To simplify subsequent data loading and modeling, we provide pre-processing scripts for commonly-used Event Extraction
datasets. Users can download the dataset and convert it to the unified OmniEvent format by configuring the data path
defined in the run.sh
file under the folder with the same name as the dataset.
A unified OmniEvent dataset is a JSON Line file with the extension .unified.jsonl
(such as,
train.unified.jsonl
, valid.unified.jsonl
, and test.unified.jsonl
), which is a convenient format for storing
structured data that enables processing one record, in one line, at a time.

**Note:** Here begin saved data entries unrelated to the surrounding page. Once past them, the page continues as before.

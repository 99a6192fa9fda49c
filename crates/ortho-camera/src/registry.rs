use std::collections::HashMap;

use serde::{Deserialize, Serialize};

use crate::camera::CameraKind;
use crate::error::CameraError;
use crate::intrinsics::CameraIntrinsics;

/// Interior parameters shared by every image taken with one physical
/// camera: intrinsics plus the projection model.
#[derive(Clone, Copy, Debug, PartialEq, Serialize, Deserialize)]
pub struct CameraInterior {
    /// The interior parameters.
    pub intrinsics: CameraIntrinsics,
    /// The projection model.
    pub kind: CameraKind,
}

/// Read-only registry of interior parameters keyed by camera id.
///
/// Built once from ingested records before any tile processing starts, so
/// worker threads only ever perform lookups.
#[derive(Debug, Default)]
pub struct CameraRegistry {
    cameras: HashMap<String, CameraInterior>,
}

impl CameraRegistry {
    /// Build a registry from (camera id, interior parameters) records.
    ///
    /// # Errors
    ///
    /// Returns an error if the same camera id appears twice.
    pub fn from_records<I>(records: I) -> Result<Self, CameraError>
    where
        I: IntoIterator<Item = (String, CameraInterior)>,
    {
        let mut cameras = HashMap::new();
        for (id, interior) in records {
            if cameras.insert(id.clone(), interior).is_some() {
                return Err(CameraError::DuplicateCameraId(id));
            }
        }
        Ok(Self { cameras })
    }

    /// Look up the interior parameters for a camera id.
    pub fn get(&self, id: &str) -> Option<&CameraInterior> {
        self.cameras.get(id)
    }

    /// The number of registered cameras.
    pub fn len(&self) -> usize {
        self.cameras.len()
    }

    /// Whether the registry is empty.
    pub fn is_empty(&self) -> bool {
        self.cameras.is_empty()
    }
}
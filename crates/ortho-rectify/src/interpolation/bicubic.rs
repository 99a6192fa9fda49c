use ortho_raster::{BandValue, Raster};

/// Catmull-Rom spline coefficient (OpenCV's INTER_CUBIC uses the same).
const A: f64 = -0.5;

/// One-dimensional cubic kernel weight for a tap at distance `t`.
fn cubic_weight(t: f64) -> f64 {
    let t = t.abs();
    if t <= 1.0 {
        ((A + 2.0) * t - (A + 3.0)) * t * t + 1.0
    } else if t < 2.0 {
        ((A * t - 5.0 * A) * t + 8.0 * A) * t - 4.0 * A
    } else {
        0.0
    }
}

/// Kernel for bicubic interpolation over a 4x4 support window
///
/// Taps outside the image are clamped to the nearest edge pixel.
///
/// # Arguments
///
/// * `src` - The source raster.
/// * `u` - The x coordinate of the pixel to interpolate.
/// * `v` - The y coordinate of the pixel to interpolate.
///
/// # Returns
///
/// The interpolated band values.
pub(crate) fn bicubic_interpolation<T: BandValue, const C: usize>(
    src: &Raster<T, C>,
    u: f64,
    v: f64,
) -> [f64; C] {
    let (rows, cols) = (src.rows(), src.cols());
    let data = src.as_slice();

    let iu = u.floor() as isize;
    let iv = v.floor() as isize;
    let fu = u - iu as f64;
    let fv = v - iv as f64;

    let mut pixel = [0.0; C];
    for dy in -1..=2isize {
        let wy = cubic_weight(dy as f64 - fv);
        if wy == 0.0 {
            continue;
        }
        let row = (iv + dy).clamp(0, rows as isize - 1) as usize;
        for dx in -1..=2isize {
            let wx = cubic_weight(dx as f64 - fu);
            if wx == 0.0 {
                continue;
            }
            let col = (iu + dx).clamp(0, cols as isize - 1) as usize;
            let base = (row * cols + col) * C;
            let w = wx * wy;
            for (k, p) in pixel.iter_mut().enumerate() {
                *p += data[base + k].to_f64() * w;
            }
        }
    }

    pixel
}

Taking a record from TAC KBP 2016 as an
example, a piece of data in the unified OmniEvent format could be demonstrated as follows:
{
"id": "NYT_ENG_20130910.0002-6",
"text": "In 1997 , Chun was sentenced to life in prison and Roh to 17 years .",
"events": [{
"type": "sentence",
"triggers": [{
"id": "em-2342",
"trigger_word": "sentenced",
"position": [19, 28],
"arguments": [{
"role": "defendant",
"mentions": [{
"id": "m-291",
"mention": "Chun",
"position": [10, 14]}]}, ... ]}, ... ]} ... ],
"negative_triggers": [{
"id": 0,
"trigger_word": "In",
"position": [0, 2]}, ... ],
"entities": [{
"type": "PER",
"mentions": [{
"id": "m-291",
"mention": "Chun",
"position": [10, 14]}, ... ]}, ... ]}
The pre-processing scripts support almost all commonly-used Event Extraction datasets, so as to minimize the data conversion difficulties. Additional pre-processing scripts are still being developed, and you can submit datasets for which you wish us to complete in "Pull requests". Currently, we have developed pre-processing scripts for the following datasets:
- ACE2005: ACE2005-EN, ACE2005-DyGIE, ACE2005-OneIE, ACE2005-ZH
- DuEE: DuEE1.0, DuEE-fin
- ERE: LDC2015E29, LDC2015E68, LDC2015E78
- FewFC
- TAC KBP: TAC KBP 2014, TAC KBP 2015, TAC KBP 2016, TAC KBP 2017
- LEVEN
- MAVEN
The first step of data conversion is to download the proposed dataset from its corresponding website. For example, for the DuEE 1.0 dataset, it could be downloaded from here.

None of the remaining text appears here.